Mark Allen survived a major scare before beating former partner Reanne Evans 3-2 in the British Open last night.
But the Northern Irishman, who was facing defeat at 60-22 down in the fourth frame before battling back, later described the experience as “horrible” and admitted he was fortunate to prevail.
The irony surrounding the clash had prompted widespread intrigue with the pair currently involved in a bitter legal battle regarding maintenance payments for their daughter, with fellow professional Shaun Murphy saying yesterday he felt even non-snooker fans would be tuning in to view the “car crash.”
And in front of a raucous crowd at the Morningside Arena in Leicester – most of who were behind Evans – tensions were heightened before a ball was even potted after the 12-time women’s world champion snubbed Allen’s offer of a pre-match handshake.
But after his comeback win, the 35-year-old remained dignified despite admitting he would not want to face Evans again.
“She played much better than me but I made a good break to win it. She potted some unbelievable individual balls. She was very unfortunate not to go on and win 3-1.
“It was horrible. It’s not something I want to really go through too often, but we had to try and remain as professional as possible and I think I did that very well.”

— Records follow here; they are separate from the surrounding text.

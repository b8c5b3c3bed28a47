//! Export Pipeline
//!
//! Loads one or more workspace layout snapshots, flattens them into table
//! rows, extracts dashboard relationships and writes SQLite (plus CSV when
//! configured). The enrichment batch runs last, over the finished tables.
//!
//! With several snapshots the primary workspace is the one matching the
//! configured workspace id, or the first by path. Known identifiers are
//! shared across all snapshots; rich text is only scanned in the primary.

use serde_json::Value;
use sha2::{Digest, Sha256};
use std::fs;
use std::path::{Path, PathBuf};
use tracing::{debug, info, warn};
use walkdir::WalkDir;

use crate::config::ExportConfig;
use crate::diagnostics::{DiagnosticCode, DiagnosticItem, ExtractionObserver, TracingObserver};
use crate::enrich::{self, Manifest, RunOptions, StepReport};
use crate::error::{ExportError, Result};
use crate::extract::ReferenceResolver;
use crate::layout::{Dashboard, LayoutSnapshot};
use crate::process::{
    process_dashboard_permissions, process_dashboards, process_filter_context_fields, process_filter_contexts,
    process_ldm, process_metrics, process_plugins, process_visualization_attributes, process_visualization_metrics,
    process_visualizations, EntityRows, WorkspaceRow,
};
use crate::relationships::{aggregate, ExtractionContext, KnownIdentifiers};
use crate::store::{self, Store, Tables, WriteSummary};

// =============================================================================
// Loading
// =============================================================================

/// One workspace's snapshot
#[derive(Debug, Clone)]
pub struct WorkspaceSnapshot {
    pub workspace_id: String,
    pub source: Option<PathBuf>,
    pub snapshot: LayoutSnapshot,
}

/// Snapshots of a run plus a hash over their bytes
#[derive(Debug, Clone)]
pub struct LoadedLayouts {
    pub workspaces: Vec<WorkspaceSnapshot>,
    pub snapshot_hash: String,
}

/// Load a snapshot file, or every `*.json` below a directory sorted by path.
///
/// Workspace ids are the file stems. A single file takes `workspace_id`
/// instead when one is given.
pub fn load_layouts(path: &Path, workspace_id: Option<&str>) -> Result<LoadedLayouts> {
    let files = if path.is_dir() {
        let mut files: Vec<PathBuf> = WalkDir::new(path)
            .into_iter()
            .filter_map(|e| e.ok())
            .filter(|e| e.file_type().is_file())
            .map(|e| e.into_path())
            .filter(|p| p.extension().is_some_and(|ext| ext == "json"))
            .collect();
        files.sort();
        files
    } else if path.is_file() {
        vec![path.to_path_buf()]
    } else {
        return Err(ExportError::NoSnapshot(path.display().to_string()));
    };

    if files.is_empty() {
        return Err(ExportError::NoSnapshot(path.display().to_string()));
    }

    let single = files.len() == 1;
    let mut hasher = Sha256::new();
    let mut workspaces = Vec::with_capacity(files.len());

    for file in files {
        let content = fs::read_to_string(&file)?;
        hasher.update(content.as_bytes());

        let stem = file
            .file_stem()
            .and_then(|s| s.to_str())
            .unwrap_or_default()
            .to_string();
        let id = match workspace_id {
            Some(id) if single => id.to_string(),
            _ => stem,
        };

        let snapshot = parse_snapshot(&content, &file)?;
        debug!(workspace = %id, path = %file.display(), "loaded snapshot");
        workspaces.push(WorkspaceSnapshot {
            workspace_id: id,
            source: Some(file),
            snapshot,
        });
    }

    Ok(LoadedLayouts {
        workspaces,
        snapshot_hash: format!("{:x}", hasher.finalize()),
    })
}

/// Decode snapshot JSON, warning about missing top-level sections
pub fn parse_snapshot(content: &str, path: &Path) -> Result<LayoutSnapshot> {
    let invalid = |message: String| ExportError::InvalidSnapshot {
        path: path.display().to_string(),
        message,
    };

    let json: Value = serde_json::from_str(content).map_err(|e| invalid(e.to_string()))?;
    if !json.is_object() {
        return Err(invalid("top level is not an object".to_string()));
    }
    for key in ["analytics", "ldm"] {
        if json.get(key).map_or(true, Value::is_null) {
            warn!(path = %path.display(), "snapshot has no '{key}' section, nothing exported from it");
        }
    }

    serde_json::from_value(json).map_err(|e| invalid(e.to_string()))
}

// =============================================================================
// Processing
// =============================================================================

/// Index of the primary workspace
pub fn primary_index(workspaces: &[WorkspaceSnapshot], workspace_id: Option<&str>) -> usize {
    workspace_id
        .and_then(|id| workspaces.iter().position(|w| w.workspace_id == id))
        .unwrap_or(0)
}

/// Visualization and metric ids of every workspace
pub fn known_identifiers(workspaces: &[WorkspaceSnapshot]) -> KnownIdentifiers {
    let mut known = KnownIdentifiers::default();
    for workspace in workspaces {
        let analytics = &workspace.snapshot.analytics;
        known
            .insights
            .extend(analytics.visualization_objects.iter().map(|v| v.id.clone()));
        known.metrics.extend(analytics.metrics.iter().map(|m| m.id.clone()));
    }
    known
}

/// Flatten every workspace into the tables of one export
pub fn build_tables(
    workspaces: &[WorkspaceSnapshot],
    config: &ExportConfig,
    observer: &dyn ExtractionObserver,
) -> Result<Tables> {
    let resolver = ReferenceResolver::new(config.extraction.resolver())?;
    let known = known_identifiers(workspaces);
    let primary = primary_index(workspaces, config.export.workspace_id.as_deref());
    let primary_id = workspaces.get(primary).map(|w| w.workspace_id.clone());
    let store_content = config.export.store_content;

    let mut tables = Tables::default();

    for (idx, workspace) in workspaces.iter().enumerate() {
        let ws = workspace.workspace_id.as_str();
        let analytics = &workspace.snapshot.analytics;
        let is_primary = idx == primary;

        tables.workspaces.push(WorkspaceRow {
            workspace_id: ws.to_string(),
            workspace_name: format!("Local Layout ({ws})"),
            is_parent: is_primary,
            parent_workspace_id: if is_primary { None } else { primary_id.clone() },
        });

        let (ldm_datasets, ldm_columns, ldm_labels) = process_ldm(&workspace.snapshot.ldm, ws);
        tables.entities.extend(EntityRows {
            metrics: process_metrics(&analytics.metrics, ws, store_content)?,
            visualizations: process_visualizations(&analytics.visualization_objects, ws, store_content)?,
            visualization_metrics: process_visualization_metrics(&analytics.visualization_objects, ws),
            visualization_attributes: process_visualization_attributes(&analytics.visualization_objects, ws),
            dashboards: process_dashboards(&analytics.analytical_dashboards, ws, store_content)?,
            dashboard_permissions: process_dashboard_permissions(&analytics.analytical_dashboards, ws),
            plugins: process_plugins(&analytics.dashboard_plugins, ws, store_content)?,
            ldm_datasets,
            ldm_columns,
            ldm_labels,
            filter_contexts: process_filter_contexts(&analytics.filter_contexts, ws, store_content)?,
            filter_context_fields: process_filter_context_fields(&analytics.filter_contexts, ws),
        });

        let dashboards = decode_dashboards(workspace, observer);
        let ctx = ExtractionContext {
            workspace_id: ws,
            rich_text: config.rich_text_for(is_primary, workspaces.len()),
            known: &known,
            resolver: &resolver,
            traversal: config.extraction.traversal(),
            observer,
        };
        let relationships = aggregate(&dashboards, &ctx);
        debug!(
            workspace = ws,
            rich_text = ctx.rich_text,
            visualizations = relationships.visualizations.len(),
            metrics = relationships.metrics.len(),
            "extracted dashboard relationships"
        );

        tables.relationships.visualizations.extend(relationships.visualizations);
        tables.relationships.metrics.extend(relationships.metrics);
        tables.relationships.plugins.extend(relationships.plugins);
        tables.relationships.widget_filters.extend(relationships.widget_filters);
    }

    Ok(tables)
}

/// Dashboards whose content decodes; the rest are reported and skipped
fn decode_dashboards(workspace: &WorkspaceSnapshot, observer: &dyn ExtractionObserver) -> Vec<Dashboard> {
    workspace
        .snapshot
        .analytics
        .analytical_dashboards
        .iter()
        .filter_map(|object| match object.decode() {
            Ok(dashboard) => Some(dashboard),
            Err(e) => {
                observer.report(
                    DiagnosticItem::new(
                        object.id.as_str(),
                        DiagnosticCode::UndecodableLayout,
                        format!("dashboard layout not decodable: {e}"),
                    )
                    .with_context(workspace.workspace_id.as_str()),
                );
                None
            }
        })
        .collect()
}

// =============================================================================
// Export
// =============================================================================

/// What an export produced
#[derive(Debug, Clone, Default)]
pub struct ExportSummary {
    pub primary_workspace_id: String,
    pub workspaces: usize,
    pub tables: WriteSummary,
    pub csv_files: usize,
    pub enrichment: Vec<StepReport>,
}

/// Export the snapshots under `layout` with diagnostics sent to `tracing`
pub fn run_export(layout: &Path, config: &ExportConfig) -> Result<ExportSummary> {
    let loaded = load_layouts(layout, config.export.workspace_id.as_deref())?;
    export_layouts(&loaded, config, &TracingObserver)
}

/// Write already loaded snapshots to the configured outputs
pub fn export_layouts(
    loaded: &LoadedLayouts,
    config: &ExportConfig,
    observer: &dyn ExtractionObserver,
) -> Result<ExportSummary> {
    let workspaces = &loaded.workspaces;
    let primary = workspaces
        .get(primary_index(workspaces, config.export.workspace_id.as_deref()))
        .ok_or_else(|| ExportError::NoSnapshot("no workspace snapshots loaded".to_string()))?;
    info!(
        workspaces = workspaces.len(),
        primary = %primary.workspace_id,
        "exporting layout snapshots"
    );

    let tables = build_tables(workspaces, config, observer)?;

    let mut store = Store::open(&config.export.db_path)?;
    let written = store.write(&tables)?;
    store.record_export(&primary.workspace_id, &loaded.snapshot_hash)?;

    let csv_files = match &config.export.csv_dir {
        Some(dir) => store::csv::write_tables(dir, &tables)?.len(),
        None => 0,
    };

    let enrichment = if config.enrichment.enabled {
        let manifest = Manifest::load(config.enrichment.manifest.as_deref())?;
        let options = RunOptions {
            values: config.enrichment_values(&primary.workspace_id),
            workspace_id: config.enrichment_scope(&primary.workspace_id, workspaces.len()),
            observer,
        };
        let reports = enrich::run_with(store.connection_mut(), &manifest, &options)?;
        if config.enrichment.vacuum {
            store.vacuum()?;
        }
        reports
    } else {
        debug!("enrichment disabled");
        Vec::new()
    };

    Ok(ExportSummary {
        primary_workspace_id: primary.workspace_id.clone(),
        workspaces: workspaces.len(),
        tables: written,
        csv_files,
        enrichment,
    })
}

When asked about the pre-match snub, Allen replied “I’d rather not answer that one.”
Evans however, insisted she was simply focussing on the task in hand.
“I was told at the start of the match there were no handshakes or anything, and just in my head I was visualising the start of the match so I just went straight to the table.”
And for all the perceived animosity, there were respectful moments during the contest with Evans, 35, apologising for a fluke pot and Allen tapping the table to acknowledge a break from his opponent.
But it was Evans left ruing what might have been after taking a 2-1 lead, and with victory in sight in the fourth frame, she rattled a red in the jaws of the pocket before Allen capitalised with a nerveless 47 clearance.
He followed that up with a 68 clearance in the decider to seal a place in round two.
“I’m absolutely gutted but proud of myself,” admitted Evans, who in 2020 received an MBE for her services to women’s snooker.
“No-one wanted that match did they? But you have to respect that top players do what they do and it’s sport.”
The contest rounded off a dramatic opening day of the tournament, which had earlier seen John Higgins notch a 12th maximum 147 break of his career, and world no 1 Judd Trump and fan favourite Jimmy White both win through.